What to work on: All of the entries need to be copied character for character.

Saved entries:

****************

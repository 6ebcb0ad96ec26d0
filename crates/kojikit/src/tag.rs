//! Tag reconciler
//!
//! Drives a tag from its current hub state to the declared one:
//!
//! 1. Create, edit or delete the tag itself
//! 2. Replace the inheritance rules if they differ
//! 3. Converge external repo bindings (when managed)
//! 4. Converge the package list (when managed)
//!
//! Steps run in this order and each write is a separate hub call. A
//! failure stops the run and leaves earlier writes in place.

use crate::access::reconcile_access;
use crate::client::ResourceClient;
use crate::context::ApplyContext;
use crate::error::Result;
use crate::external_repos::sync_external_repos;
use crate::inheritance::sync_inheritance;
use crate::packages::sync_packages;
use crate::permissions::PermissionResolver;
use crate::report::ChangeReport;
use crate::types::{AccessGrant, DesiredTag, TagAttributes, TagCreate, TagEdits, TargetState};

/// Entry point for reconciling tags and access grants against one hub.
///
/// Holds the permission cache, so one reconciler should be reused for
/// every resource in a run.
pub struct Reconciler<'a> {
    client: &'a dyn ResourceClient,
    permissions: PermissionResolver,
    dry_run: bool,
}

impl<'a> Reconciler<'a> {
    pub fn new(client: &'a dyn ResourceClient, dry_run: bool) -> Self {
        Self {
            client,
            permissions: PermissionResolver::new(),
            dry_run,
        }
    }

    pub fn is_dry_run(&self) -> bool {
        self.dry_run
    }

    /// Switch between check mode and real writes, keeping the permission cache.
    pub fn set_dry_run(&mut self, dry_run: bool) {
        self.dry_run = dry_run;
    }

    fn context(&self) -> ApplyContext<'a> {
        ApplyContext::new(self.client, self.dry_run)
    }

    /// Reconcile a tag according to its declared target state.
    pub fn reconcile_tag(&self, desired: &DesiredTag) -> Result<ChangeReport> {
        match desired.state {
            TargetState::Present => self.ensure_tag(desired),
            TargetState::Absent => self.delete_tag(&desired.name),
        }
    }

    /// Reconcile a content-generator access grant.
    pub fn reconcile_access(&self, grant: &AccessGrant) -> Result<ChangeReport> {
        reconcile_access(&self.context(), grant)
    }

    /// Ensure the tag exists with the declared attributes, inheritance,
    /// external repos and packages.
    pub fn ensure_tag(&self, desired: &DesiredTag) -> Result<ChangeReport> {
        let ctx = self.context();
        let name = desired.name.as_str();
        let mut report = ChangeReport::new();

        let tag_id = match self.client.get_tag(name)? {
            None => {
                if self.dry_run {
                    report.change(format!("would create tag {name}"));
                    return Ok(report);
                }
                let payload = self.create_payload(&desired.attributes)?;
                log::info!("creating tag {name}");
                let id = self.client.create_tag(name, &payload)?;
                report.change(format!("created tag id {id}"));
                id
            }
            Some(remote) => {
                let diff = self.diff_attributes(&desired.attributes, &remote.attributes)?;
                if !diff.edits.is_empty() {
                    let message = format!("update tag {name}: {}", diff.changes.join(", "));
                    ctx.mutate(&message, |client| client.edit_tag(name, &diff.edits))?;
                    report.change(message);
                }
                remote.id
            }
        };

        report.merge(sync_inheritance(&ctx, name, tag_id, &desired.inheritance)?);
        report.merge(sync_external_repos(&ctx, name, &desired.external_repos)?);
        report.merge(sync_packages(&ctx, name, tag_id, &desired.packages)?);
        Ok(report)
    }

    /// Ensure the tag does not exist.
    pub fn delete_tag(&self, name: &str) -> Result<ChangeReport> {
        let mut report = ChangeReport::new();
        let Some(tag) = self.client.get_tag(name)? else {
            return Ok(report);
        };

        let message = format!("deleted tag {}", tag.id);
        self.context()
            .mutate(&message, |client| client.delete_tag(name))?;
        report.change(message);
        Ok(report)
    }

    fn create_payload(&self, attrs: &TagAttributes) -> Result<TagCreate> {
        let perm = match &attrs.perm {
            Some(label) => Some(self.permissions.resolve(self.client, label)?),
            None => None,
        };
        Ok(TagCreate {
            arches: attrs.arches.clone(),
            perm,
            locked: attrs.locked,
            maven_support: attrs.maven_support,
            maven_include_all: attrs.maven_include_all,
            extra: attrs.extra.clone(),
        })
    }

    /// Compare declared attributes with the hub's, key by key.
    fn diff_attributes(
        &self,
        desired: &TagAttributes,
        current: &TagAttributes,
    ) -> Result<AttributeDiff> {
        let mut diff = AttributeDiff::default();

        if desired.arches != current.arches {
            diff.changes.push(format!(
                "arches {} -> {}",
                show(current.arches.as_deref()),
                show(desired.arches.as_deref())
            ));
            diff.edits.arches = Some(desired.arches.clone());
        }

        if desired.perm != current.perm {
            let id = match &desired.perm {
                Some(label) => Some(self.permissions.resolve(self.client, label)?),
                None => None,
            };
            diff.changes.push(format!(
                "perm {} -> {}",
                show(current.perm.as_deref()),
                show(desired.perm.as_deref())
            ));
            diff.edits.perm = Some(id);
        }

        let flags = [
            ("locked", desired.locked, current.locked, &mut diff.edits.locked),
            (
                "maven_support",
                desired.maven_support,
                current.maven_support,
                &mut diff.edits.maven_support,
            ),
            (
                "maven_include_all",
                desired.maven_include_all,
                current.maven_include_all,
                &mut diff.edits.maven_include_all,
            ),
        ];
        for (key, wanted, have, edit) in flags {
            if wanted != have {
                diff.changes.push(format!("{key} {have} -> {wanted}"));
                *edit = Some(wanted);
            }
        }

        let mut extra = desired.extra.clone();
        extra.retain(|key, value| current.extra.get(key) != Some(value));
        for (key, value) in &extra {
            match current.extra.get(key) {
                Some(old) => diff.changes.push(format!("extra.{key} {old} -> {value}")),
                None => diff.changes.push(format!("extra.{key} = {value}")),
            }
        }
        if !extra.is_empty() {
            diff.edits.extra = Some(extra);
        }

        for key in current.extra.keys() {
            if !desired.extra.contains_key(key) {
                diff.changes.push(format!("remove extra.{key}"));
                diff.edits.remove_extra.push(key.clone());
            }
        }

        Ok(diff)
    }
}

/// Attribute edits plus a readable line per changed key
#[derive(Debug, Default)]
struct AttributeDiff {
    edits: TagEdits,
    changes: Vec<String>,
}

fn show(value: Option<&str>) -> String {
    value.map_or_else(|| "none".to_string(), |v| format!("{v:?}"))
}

****************

Response box:
repository 6ebcb0ad96ec26d0
filename crates/kojikit/src/tag.rs
//! Tag reconciler
//!
//! Drives a tag from its current hub state to the declared one:
//!
//! 1. Create, edit or delete the tag itself
//! 2. Replace the inheritance rules if they differ
//! 3. Converge external repo bindings (when managed)
//! 4. Converge the package list (when managed)
//!
//! Steps run in this order and each write is a separate hub call. A
//! failure stops the run and leaves earlier writes in place.

use crate::access::reconcile_access;
use crate::client::ResourceClient;
use crate::context::ApplyContext;
use crate::error::Result;
use crate::external_repos::sync_external_repos;
use crate::inheritance::sync_inheritance;
use crate::packages::sync_packages;
use crate::permissions::PermissionResolver;
use crate::report::ChangeReport;
use crate::types::{AccessGrant, DesiredTag, TagAttributes, TagCreate, TagEdits, TargetState};

/// Entry point for reconciling tags and access grants against one hub.
///
/// Holds the permission cache, so one reconciler should be reused for
/// every resource in a run.
pub struct Reconciler<'a> {
    client: &'a dyn ResourceClient,
    permissions: PermissionResolver,
    dry_run: bool,
}

impl<'a> Reconciler<'a> {
    pub fn new(client: &'a dyn ResourceClient, dry_run: bool) -> Self {
        Self {
            client,
            permissions: PermissionResolver::new(),
            dry_run,
        }
    }

    pub fn is_dry_run(&self) -> bool {
        self.dry_run
    }

    /// Switch between check mode and real writes, keeping the permission cache.
    pub fn set_dry_run(&mut self, dry_run: bool) {
        self.dry_run = dry_run;
    }

    fn context(&self) -> ApplyContext<'a> {
        ApplyContext::new(self.client, self.dry_run)
    }

    /// Reconcile a tag according to its declared target state.
    pub fn reconcile_tag(&self, desired: &DesiredTag) -> Result<ChangeReport> {
        match desired.state {
            TargetState::Present => self.ensure_tag(desired),
            TargetState::Absent => self.delete_tag(&desired.name),
        }
    }

    /// Reconcile a content-generator access grant.
    pub fn reconcile_access(&self, grant: &AccessGrant) -> Result<ChangeReport> {
        reconcile_access(&self.context(), grant)
    }

    /// Ensure the tag exists with the declared attributes, inheritance,
    /// external repos and packages.
    pub fn ensure_tag(&self, desired: &DesiredTag) -> Result<ChangeReport> {
        let ctx = self.context();
        let name = desired.name.as_str();
        let mut report = ChangeReport::new();

        let tag_id = match self.client.get_tag(name)? {
            None => {
                if self.dry_run {
                    report.change(format!("would create tag {name}"));
                    return Ok(report);
                }
                let payload = self.create_payload(&desired.attributes)?;
                log::info!("creating tag {name}");
                let id = self.client.create_tag(name, &payload)?;
                report.change(format!("created tag id {id}"));
                id
            }
            Some(remote) => {
                let diff = self.diff_attributes(&desired.attributes, &remote.attributes)?;
                if !diff.edits.is_empty() {
                    let message = format!("update tag {name}: {}", diff.changes.join(", "));
                    ctx.mutate(&message, |client| client.edit_tag(name, &diff.edits))?;
                    report.change(message);
                }
                remote.id
            }
        };

        report.merge(sync_inheritance(&ctx, name, tag_id, &desired.inheritance)?);
        report.merge(sync_external_repos(&ctx, name, &desired.external_repos)?);
        report.merge(sync_packages(&ctx, name, tag_id, &desired.packages)?);
        Ok(report)
    }

    /// Ensure the tag does not exist.
    pub fn delete_tag(&self, name: &str) -> Result<ChangeReport> {
        let mut report = ChangeReport::new();
        let Some(tag) = self.client.get_tag(name)? else {
            return Ok(report);
        };

        let message = format!("deleted tag {}", tag.id);
        self.context()
            .mutate(&message, |client| client.delete_tag(name))?;
        report.change(message);
        Ok(report)
    }

    fn create_payload(&self, attrs: &TagAttributes) -> Result<TagCreate> {
        let perm = match &attrs.perm {
            Some(label) => Some(self.permissions.resolve(self.client, label)?),
            None => None,
        };
        Ok(TagCreate {
            arches: attrs.arches.clone(),
            perm,
            locked: attrs.locked,
            maven_support: attrs.maven_support,
            maven_include_all: attrs.maven_include_all,
            extra: attrs.extra.clone(),
        })
    }

    /// Compare declared attributes with the hub's, key by key.
    fn diff_attributes(
        &self,
        desired: &TagAttributes,
        current: &TagAttributes,
    ) -> Result<AttributeDiff> {
        let mut diff = AttributeDiff::default();

        if desired.arches != current.arches {
            diff.changes.push(format!(
                "arches {} -> {}",
                show(current.arches.as_deref()),
                show(desired.arches.as_deref())
            ));
            diff.edits.arches = Some(desired.arches.clone());
        }

        if desired.perm != current.perm {
            let id = match &desired.perm {
                Some(label) => Some(self.permissions.resolve(self.client, label)?),
                None => None,
            };
            diff.changes.push(format!(
                "perm {} -> {}",
                show(current.perm.as_deref()),
                show(desired.perm.as_deref())
            ));
            diff.edits.perm = Some(id);
        }

        let flags = [
            ("locked", desired.locked, current.locked, &mut diff.edits.locked),
            (
                "maven_support",
                desired.maven_support,
                current.maven_support,
                &mut diff.edits.maven_support,
            ),
            (
                "maven_include_all",
                desired.maven_include_all,
                current.maven_include_all,
                &mut diff.edits.maven_include_all,
            ),
        ];
        for (key, wanted, have, edit) in flags {
            if wanted != have {
                diff.changes.push(format!("{key} {have} -> {wanted}"));
                *edit = Some(wanted);
            }
        }

        let mut extra = desired.extra.clone();
        extra.retain(|key, value| current.extra.get(key) != Some(value));
        for (key, value) in &extra {
            match current.extra.get(key) {
                Some(old) => diff.changes.push(format!("extra.{key} {old} -> {value}")),
                None => diff.changes.push(format!("extra.{key} = {value}")),
            }
        }
        if !extra.is_empty() {
            diff.edits.extra = Some(extra);
        }

        for key in current.extra.keys() {
            if !desired.extra.contains_key(key) {
                diff.changes.push(format!("remove extra.{key}"));
                diff.edits.remove_extra.push(key.clone());
            }
        }

        Ok(diff)
    }
}

/// Attribute edits plus a readable line per changed key
#[derive(Debug, Default)]
struct AttributeDiff {
    edits: TagEdits,
    changes: Vec<String>,
}

fn show(value: Option<&str>) -> String {
    value.map_or_else(|| "none".to_string(), |v| format!("{v:?}"))
}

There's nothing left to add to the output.